*AVAILABLE DATA*.
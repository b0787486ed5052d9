//! Round-robin crawl over accounts the ledger already knows.
//!
//! Two chunked cursors, one over the account table and one over distinct
//! pending receivers, interleaved so neither table starves the other. Each
//! cursor wraps at the end of its table, bumping a generation counter; a
//! short cooldown between passes keeps a small ledger from re-requesting
//! itself in a tight loop.

use std::collections::VecDeque;
use std::time::{Duration, Instant};
use strand_blockchain::Ledger;
use strand_common::Account;

const BATCH_SIZE: usize = 256;

/// Minimum delay before a cursor starts another full pass.
const PASS_COOLDOWN: Duration = Duration::from_secs(1);

pub struct DatabaseScan {
    ledger: Ledger,
    accounts: Cursor,
    pending: Cursor,
    queue: VecDeque<Account>,
}

struct Cursor {
    next: Account,
    /// Completed full passes.
    completed: u64,
    last_pass: Option<Instant>,
}

impl Cursor {
    fn new() -> Self {
        Self {
            next: Account::ZERO,
            completed: 0,
            last_pass: None,
        }
    }

    fn cooling_down(&self, now: Instant) -> bool {
        self.last_pass
            .map(|finished| finished + PASS_COOLDOWN > now)
            .unwrap_or(false)
    }

    fn advance(&mut self, batch: &[Account], requested: usize, now: Instant) {
        match batch.last() {
            Some(last) if batch.len() == requested => match last.checked_increment() {
                Some(next) => self.next = next,
                None => self.wrap(now),
            },
            // Short batch: the table is exhausted
            _ => self.wrap(now),
        }
    }

    fn wrap(&mut self, now: Instant) {
        self.next = Account::ZERO;
        self.completed += 1;
        self.last_pass = Some(now);
    }
}

impl DatabaseScan {
    pub fn new(ledger: Ledger) -> Self {
        Self {
            ledger,
            accounts: Cursor::new(),
            pending: Cursor::new(),
            queue: VecDeque::new(),
        }
    }

    /// Next account the filter accepts, or `None` when both tables are
    /// exhausted or cooling down.
    pub fn next(&mut self, filter: impl Fn(&Account) -> bool) -> Option<Account> {
        if self.queue.is_empty() {
            self.fill();
        }
        while let Some(account) = self.queue.pop_front() {
            if filter(&account) {
                return Some(account);
            }
        }
        None
    }

    /// Whether both tables have been crawled at least once. Throttling only
    /// kicks in after the first full pass.
    pub fn warmed_up(&self) -> bool {
        self.accounts.completed > 0 && self.pending.completed > 0
    }

    pub fn queue_len(&self) -> usize {
        self.queue.len()
    }

    fn fill(&mut self) {
        let now = Instant::now();
        if !self.accounts.cooling_down(now) {
            let batch = self.ledger.store().accounts_from(self.accounts.next, BATCH_SIZE);
            self.accounts.advance(&batch, BATCH_SIZE, now);
            self.queue.extend(batch);
        }
        if !self.pending.cooling_down(now) {
            let batch = self
                .ledger
                .store()
                .pending_receivers_from(self.pending.next, BATCH_SIZE);
            self.pending.advance(&batch, BATCH_SIZE, now);
            self.queue.extend(batch);
        }
    }
}
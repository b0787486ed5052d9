//! The capability surface the transport layer hands to protocol
//! components, and the live-channel roster they pick peers from.

use crate::messages::Message;
use rand::seq::SliceRandom;
use std::sync::{Arc, RwLock};

/// Traffic classes with independent congestion accounting.
#[derive(Clone, Copy, PartialEq, Eq, Hash, Debug)]
pub enum TrafficType {
    Generic,
    /// Outgoing bootstrap pulls.
    BootstrapRequests,
    /// Replies served to remote bootstrappers.
    BootstrapResponses,
}

/// One live connection to a peer.
///
/// `send` is best-effort: `false` means the message was not handed to the
/// socket (closed or congested) and the caller should not expect a reply.
pub trait Channel: Send + Sync {
    fn send(&self, message: &Message, traffic: TrafficType) -> bool;
    fn is_alive(&self) -> bool;
    fn congested(&self, traffic: TrafficType) -> bool;
}

/// Current set of live channels, as maintained by the transport.
#[derive(Clone, Default)]
pub struct Network {
    channels: Arc<RwLock<Vec<Arc<dyn Channel>>>>,
}

impl Network {
    pub fn new() -> Self {
        Self::default()
    }

    pub fn add(&self, channel: Arc<dyn Channel>) {
        self.channels
            .write()
            .expect("network lock poisoned")
            .push(channel);
    }

    /// Drops channels the transport has torn down.
    pub fn prune_dead(&self) {
        self.channels
            .write()
            .expect("network lock poisoned")
            .retain(|channel| channel.is_alive());
    }

    /// Live channels in random order. Shuffling up front keeps selection
    /// fair between channels that otherwise compare equal.
    pub fn shuffled_channels(&self) -> Vec<Arc<dyn Channel>> {
        let mut channels: Vec<_> = self
            .channels
            .read()
            .expect("network lock poisoned")
            .iter()
            .filter(|channel| channel.is_alive())
            .cloned()
            .collect();
        channels.shuffle(&mut rand::thread_rng());
        channels
    }

    pub fn len(&self) -> usize {
        self.channels.read().expect("network lock poisoned").len()
    }

    pub fn is_empty(&self) -> bool {
        self.len() == 0
    }
}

*TASK DETAILS*. Go through the records above and return each line in which the word "accounts" occurs.

*RESULT OF THIS EXERCISE*.
//! Round-robin crawl over accounts the ledger already knows.
    accounts: Cursor,
            accounts: Cursor::new(),
        self.accounts.completed > 0 && self.pending.completed > 0
        if !self.accounts.cooling_down(now) {
            let batch = self.ledger.store().accounts_from(self.accounts.next, BATCH_SIZE);
            self.accounts.advance(&batch, BATCH_SIZE, now);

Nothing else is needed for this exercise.